The early stages of the COVID-19 crisis saw a rising dollar as investors withdrew money from emerging markets and moved it to a “safe haven”. This initial rise against the major traded currencies has now largely unwound. From its high point in March, the value of the US dollar has declined by around 10% against the euro, 14% against the British pound and 4% against the Japanese yen. Despite effectively operating under a managed peg, the dollar has also weakened slightly against the Renminbi in recent weeks.
After collapsing in the first quarter of the year, the currencies of many significant minerals exporting countries have also rebounded strongly. Most notably, the Australian dollar has risen by 24% since late March and is currently trading above its start-year level. Other minerals exporters with deeper underlying economic issues have, however, not seen the same bounce. The exchange rates of Brazil, South Africa and Russia have notably all lagged behind.
Excitement and some concern about a falling dollar need to be tempered with the fact that it remains elevated on a historical basis and is well above its “purchasing power parity” rate. A degree of reversion was inevitable at some point and the fact that recent declines largely represent an unwinding of gains made earlier in the year – during a period of huge global risk and uncertainty – could be seen as an encouraging indicator.
However, recent falls in the dollar have been driven more by concerns over a resurgence of COVID-19 cases in the USA and possible political ineptitude in managing the pandemic, rather than any better than expected economic data in other economies, apart from China. US GDP in Q2 was down 32.9% on an annualised q-o-q basis and 10-year US Treasury yields have declined to a record low of 0.56%, suggesting a prolonged period of low interest rates will be required to support the economy. The return on 10-year Treasuries in real terms is now significantly negative at -1.0%.
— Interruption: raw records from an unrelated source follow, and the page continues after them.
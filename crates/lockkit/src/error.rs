//! Error types for the lockkit crate

use std::path::PathBuf;
use thiserror::Error;

/// Errors that can occur while loading, saving or resolving against a lockfile
#[derive(Error, Debug)]
pub enum Error {
    /// Lockfile could not be read
    #[error("failed to read lockfile {}: {source}", .path.display())]
    Read {
        path: PathBuf,
        #[source]
        source: std::io::Error,
    },

    /// Lockfile could not be written
    #[error("failed to write lockfile {}: {source}", .path.display())]
    Write {
        path: PathBuf,
        #[source]
        source: std::io::Error,
    },

    /// Lockfile is not valid YAML or has the wrong shape
    #[error("failed to parse lockfile {}: {source}", .path.display())]
    Parse {
        path: PathBuf,
        #[source]
        source: serde_yaml::Error,
    },

    /// Lockfile could not be serialized
    #[error("failed to serialize lockfile: {0}")]
    Serialize(#[from] serde_yaml::Error),

    /// Unrecognized reproducibility mode
    #[error("unknown lock mode '{0}' (expected intent, locked or frozen)")]
    InvalidMode(String),

    /// One or more packages could not be resolved under the current mode
    #[error("{} package(s) could not be resolved: {}", .failures.len(), .failures.join("; "))]
    Unresolved { failures: Vec<String> },
}

/// Result type for lockkit operations
pub type Result<T> = std::result::Result<T, Error>;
The value of the dollar is a fundamental driver for most commodity prices. This link is most evident for gold and its price has recently breached $2,000/oz for the first time in its history. Gold differs from other commodities though in that demand for it is primarily as an investment vehicle influenced by factors such as perceptions of global risk, speculative demand and returns on competing investments more than movements in industrial production. The stronger dollar does not yet warrant making significant changes to other commodity price forecasts.